Il tasto dolente, insieme all’iniquo compenso, sono i tempi di pagamento: in media si va dai 60 ai 90 giorni con punte di 8-12 mesi. E siccome la crisi è crisi per tutti, la quasi totalità degli interpellati dichiara di aver visto nell’ultimo anno ridotti sia i compensi che il numero di pezzi assegnati. Un taglio stimato da alcuni pari al 30-40%.

Questo il quadro. Come si può dire che la legge sull’equo compenso non è urgente? Come si può attendere ancora per la sua approvazione? Essa certo rappresenta quasi un palliativo, ma almeno pianta un paletto essenziale che va oltre anche i troppi colleghi che accettano di scrivere “per la visibilità” o che, peggio, sono pensionati e continuano a collaborare con le testate in cui erano assunti o altre, accontentandosi (tanto c’hanno la pensione al 27 del mese) di pochi euro e sconvolgendo il mercato del lavoro giornalistico, oltre che chiudere la porta professionale a molti bravi giovani e valenti colleghi “in erba”.

Il giornalismo non può diventare una professione che si pratica per hobby: la sua funzione è troppo importante all’interno di qualsiasi sistema democratico. L’equo compenso potrà indurre almeno questa consapevolezza. Per questo, pur consapevoli che (quasi) tutto congiura contro la sua approvazione, non ci arrendiamo e chiediamo a gran voce che il Senato si sbrighi a licenziare in fretta la legge. O almeno che abbiano il coraggio di dire a voce alta che non la vogliono!

Riporto qui di seguito gli approfondimenti proposti dall’indagine Fnsi per chi volesse “dilettarsi” nel comprendere ancor meglio la situazione attuale dei freelance italiani:

 

NOTE DI APPROFONDIMENTO

 

Nota metodologica

 

Le domande del questionario, autosomministrato, erano sei e riguardavano:

  • Il nome e il tipo di media con cui era in corso la collaborazione
  • Il tipo di accordo, ossia la forma giuridica della collaborazione
  • La quantità dei compensi
  • La presenza di eventuali rimborsi spese
  • I tempi di pagamento
  • L’andamento della collaborazione, ossia se si era riscontrato una diminuzione del lavoro, sia in termini quantitativi del lavoro commissionato, sia in termini di compensi

 

 

Analisi dei dati

 

Ai questionari hanno risposto centinaia di colleghi di tutta Italia rappresentativi delle varie declinazioni del lavoro giornalistico, dalla carta stampata, all’emittenza, al web, agli uffici stampa, alle agenzie.

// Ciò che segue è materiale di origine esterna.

use once_cell::sync::Lazy;
use regex::Regex;

static WORD_RE: Lazy<Regex> = Lazy::new(|| {
    Regex::new(r"\p{N}+(?:[.,]\p{N}+)*|[\p{L}\p{N}][\p{L}\p{M}\p{N}'’\-]*").expect("Invalid word regex")
});

/// Sentence-ending punctuation
fn is_terminal(c: char) -> bool {
    matches!(c, '.' | '!' | '?' | '…')
}

/// One word occurrence in a chapter
#[derive(Debug, Clone, PartialEq)]
pub struct Token {
    /// Text as written
    pub surface: String,
    /// Lowercased form used as the lemma
    pub lemma: String,
    /// Index of the token in the chapter
    pub position: usize,
    /// Index of the sentence holding the token
    pub sentence: usize,
    /// Whether the token opens its sentence
    pub sentence_start: bool,
}

impl Token {
    /// Digits with optional decimal or thousands separators
    pub fn is_numeral(&self) -> bool {
        self.surface.chars().any(|c| c.is_numeric())
            && self.surface.chars().all(|c| c.is_numeric() || c == '.' || c == ',')
    }

    /// First letter is uppercase
    pub fn is_capitalized(&self) -> bool {
        self.surface.chars().next().is_some_and(char::is_uppercase)
    }
}

/// Sentences and tokens of one chapter
#[derive(Debug, Clone, Default, PartialEq)]
pub struct TokenizedChapter {
    /// Sentences in reading order
    pub sentences: Vec<String>,
    /// Word tokens in reading order
    pub tokens: Vec<Token>,
}

impl TokenizedChapter {
    /// First sentence containing a token with this lemma
    pub fn first_sentence_with(&self, lemma: &str) -> Option<&str> {
        self.tokens
            .iter()
            .find(|t| t.lemma == lemma)
            .and_then(|t| self.sentences.get(t.sentence))
            .map(String::as_str)
    }
}

/// Split text into trimmed sentences.
///
/// A sentence ends at a run of terminal punctuation followed by whitespace
/// or the end of the text, so "1.500" and "e.g" stay inside a sentence.
pub fn split_sentences(text: &str) -> Vec<String> {
    let mut sentences = Vec::new();
    let mut start = 0;
    let mut chars = text.char_indices().peekable();

    while let Some((i, c)) = chars.next() {
        if !is_terminal(c) {
            continue;
        }
        let mut end = i + c.len_utf8();
        while let Some(&(j, next)) = chars.peek() {
            if !is_terminal(next) {
                break;
            }
            end = j + next.len_utf8();
            chars.next();
        }
        let at_boundary = chars.peek().is_none_or(|&(_, next)| next.is_whitespace());
        if at_boundary {
            sentences.push(&text[start..end]);
            start = end;
        }
    }
    sentences.push(&text[start..]);

    sentences
        .into_iter()
        .map(str::trim)
        .filter(|s| s.chars().any(char::is_alphanumeric))
        .map(str::to_string)
        .collect()
}

/// Words of a text, trailing apostrophes and hyphens removed
pub fn words(text: &str) -> Vec<&str> {
    WORD_RE
        .find_iter(text)
        .map(|m| m.as_str().trim_end_matches(['\'', '’', '-']))
        .filter(|w| !w.is_empty())
        .collect()
}

/// Tokenize the paragraphs of a chapter.
///
/// Paragraph ends are sentence ends, so a heading-like paragraph without
/// punctuation does not swallow the next sentence.
pub fn tokenize<S: AsRef<str>>(paragraphs: &[S]) -> TokenizedChapter {
    let mut chapter = TokenizedChapter::default();

    for paragraph in paragraphs {
        for sentence in split_sentences(paragraph.as_ref()) {
            let sentence_index = chapter.sentences.len();
            for (i, word) in words(&sentence).into_iter().enumerate() {
                let position = chapter.tokens.len();
                chapter.tokens.push(Token {
                    surface: word.to_string(),
                    lemma: word.to_lowercase(),
                    position,
                    sentence: sentence_index,
                    sentence_start: i == 0,
                });
            }
            chapter.sentences.push(sentence);
        }
    }

    chapter
}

Il quadro dei dati raccolti risente di alcuni limiti d’impostazione metodologica-statistica, ma da un esame del loro complesso si può affermare che l’indagine condotta dalla Commissione conferma in generale lo stato di grave disagio dei colleghi. Allo stesso tempo, però, la platea è talmente variegata che, in questa prima fase d’indagine, ogni conclusione che non sia di tipo generale rischia di essere fuorviante.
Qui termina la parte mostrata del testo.